▸ **Work order**:
Go through the lines below one by one and count those holding the string "Underlying". Give the count alone.

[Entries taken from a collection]
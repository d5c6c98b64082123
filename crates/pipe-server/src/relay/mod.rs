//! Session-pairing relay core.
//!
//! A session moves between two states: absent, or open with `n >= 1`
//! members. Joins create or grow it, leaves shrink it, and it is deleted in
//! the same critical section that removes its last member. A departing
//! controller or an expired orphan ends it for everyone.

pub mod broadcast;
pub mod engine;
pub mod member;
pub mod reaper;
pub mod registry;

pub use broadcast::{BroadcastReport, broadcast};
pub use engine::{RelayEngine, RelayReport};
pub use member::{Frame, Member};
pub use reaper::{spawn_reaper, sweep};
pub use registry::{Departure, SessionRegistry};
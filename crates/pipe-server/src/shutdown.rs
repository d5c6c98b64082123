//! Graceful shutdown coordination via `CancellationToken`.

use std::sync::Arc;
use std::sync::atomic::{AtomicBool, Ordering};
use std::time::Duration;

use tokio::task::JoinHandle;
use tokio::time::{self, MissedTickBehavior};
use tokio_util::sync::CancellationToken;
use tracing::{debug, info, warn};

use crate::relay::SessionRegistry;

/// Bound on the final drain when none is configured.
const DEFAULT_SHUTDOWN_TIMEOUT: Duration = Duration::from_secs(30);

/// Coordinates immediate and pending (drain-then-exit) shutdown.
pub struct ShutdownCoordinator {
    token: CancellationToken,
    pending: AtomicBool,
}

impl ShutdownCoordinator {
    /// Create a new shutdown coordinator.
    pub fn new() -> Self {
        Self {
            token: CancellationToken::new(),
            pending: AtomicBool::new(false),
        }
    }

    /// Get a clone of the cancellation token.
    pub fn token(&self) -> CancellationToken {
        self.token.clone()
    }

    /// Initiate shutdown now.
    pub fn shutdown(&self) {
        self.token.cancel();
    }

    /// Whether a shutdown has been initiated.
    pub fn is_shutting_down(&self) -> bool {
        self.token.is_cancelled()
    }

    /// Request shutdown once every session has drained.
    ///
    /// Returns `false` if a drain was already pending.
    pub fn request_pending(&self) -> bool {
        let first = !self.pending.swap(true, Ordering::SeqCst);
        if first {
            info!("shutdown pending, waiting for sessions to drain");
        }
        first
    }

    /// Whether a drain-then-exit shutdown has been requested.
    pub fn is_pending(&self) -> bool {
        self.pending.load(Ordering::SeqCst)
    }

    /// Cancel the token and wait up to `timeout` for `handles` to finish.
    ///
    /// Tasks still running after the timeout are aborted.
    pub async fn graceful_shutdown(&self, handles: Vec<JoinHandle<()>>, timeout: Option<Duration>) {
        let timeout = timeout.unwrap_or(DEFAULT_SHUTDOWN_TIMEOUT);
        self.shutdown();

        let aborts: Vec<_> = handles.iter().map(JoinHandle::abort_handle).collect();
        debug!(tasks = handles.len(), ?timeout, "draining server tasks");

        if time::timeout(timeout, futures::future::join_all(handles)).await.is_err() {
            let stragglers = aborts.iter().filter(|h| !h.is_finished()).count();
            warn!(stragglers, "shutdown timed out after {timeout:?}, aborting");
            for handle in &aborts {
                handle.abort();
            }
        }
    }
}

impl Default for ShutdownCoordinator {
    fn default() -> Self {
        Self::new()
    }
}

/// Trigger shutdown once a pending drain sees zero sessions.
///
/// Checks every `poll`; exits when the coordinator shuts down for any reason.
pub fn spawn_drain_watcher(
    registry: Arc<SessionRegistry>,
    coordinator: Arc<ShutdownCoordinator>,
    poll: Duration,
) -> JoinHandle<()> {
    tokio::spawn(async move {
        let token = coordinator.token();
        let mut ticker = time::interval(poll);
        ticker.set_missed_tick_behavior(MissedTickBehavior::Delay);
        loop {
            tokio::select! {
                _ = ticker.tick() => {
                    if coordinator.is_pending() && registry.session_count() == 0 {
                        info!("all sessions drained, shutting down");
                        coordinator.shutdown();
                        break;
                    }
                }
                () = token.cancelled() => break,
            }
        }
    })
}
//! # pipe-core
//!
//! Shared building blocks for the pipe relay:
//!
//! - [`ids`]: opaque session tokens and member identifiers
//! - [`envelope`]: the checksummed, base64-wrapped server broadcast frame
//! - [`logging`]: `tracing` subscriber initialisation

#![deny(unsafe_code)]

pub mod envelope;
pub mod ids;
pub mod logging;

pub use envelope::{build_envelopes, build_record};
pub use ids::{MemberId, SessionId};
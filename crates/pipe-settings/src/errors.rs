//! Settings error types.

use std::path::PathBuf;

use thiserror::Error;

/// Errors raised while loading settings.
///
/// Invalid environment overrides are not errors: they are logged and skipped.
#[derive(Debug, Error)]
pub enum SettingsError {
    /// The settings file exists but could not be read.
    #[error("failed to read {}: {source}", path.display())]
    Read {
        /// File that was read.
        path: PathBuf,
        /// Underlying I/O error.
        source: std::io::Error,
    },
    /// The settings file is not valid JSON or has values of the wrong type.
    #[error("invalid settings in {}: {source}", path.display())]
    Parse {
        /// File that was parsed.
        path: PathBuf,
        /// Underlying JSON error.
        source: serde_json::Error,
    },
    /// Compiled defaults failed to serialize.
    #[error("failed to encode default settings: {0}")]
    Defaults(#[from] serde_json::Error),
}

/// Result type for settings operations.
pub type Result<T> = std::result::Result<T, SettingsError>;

---

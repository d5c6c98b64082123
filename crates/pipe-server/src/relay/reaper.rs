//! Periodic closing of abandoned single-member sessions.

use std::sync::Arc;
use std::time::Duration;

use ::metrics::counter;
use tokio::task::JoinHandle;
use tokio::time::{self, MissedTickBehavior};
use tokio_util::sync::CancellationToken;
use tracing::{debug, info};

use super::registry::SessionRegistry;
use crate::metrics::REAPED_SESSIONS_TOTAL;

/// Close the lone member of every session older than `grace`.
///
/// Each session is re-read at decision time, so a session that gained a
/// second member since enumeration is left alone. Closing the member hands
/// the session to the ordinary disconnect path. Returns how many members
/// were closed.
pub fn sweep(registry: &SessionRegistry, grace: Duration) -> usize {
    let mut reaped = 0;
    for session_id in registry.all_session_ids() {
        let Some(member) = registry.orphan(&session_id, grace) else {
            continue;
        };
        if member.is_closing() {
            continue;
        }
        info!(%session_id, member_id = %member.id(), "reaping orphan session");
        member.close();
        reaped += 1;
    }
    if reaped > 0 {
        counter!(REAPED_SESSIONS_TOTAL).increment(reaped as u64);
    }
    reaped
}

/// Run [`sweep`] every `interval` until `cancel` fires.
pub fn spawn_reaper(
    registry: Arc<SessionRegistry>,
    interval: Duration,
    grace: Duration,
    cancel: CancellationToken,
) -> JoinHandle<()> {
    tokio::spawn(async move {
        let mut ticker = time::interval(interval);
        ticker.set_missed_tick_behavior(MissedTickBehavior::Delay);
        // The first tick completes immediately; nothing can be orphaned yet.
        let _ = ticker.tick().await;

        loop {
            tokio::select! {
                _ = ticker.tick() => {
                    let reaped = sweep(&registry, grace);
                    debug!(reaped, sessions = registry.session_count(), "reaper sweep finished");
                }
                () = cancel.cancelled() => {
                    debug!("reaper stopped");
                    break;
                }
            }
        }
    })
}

▸ **Problem solution**:
2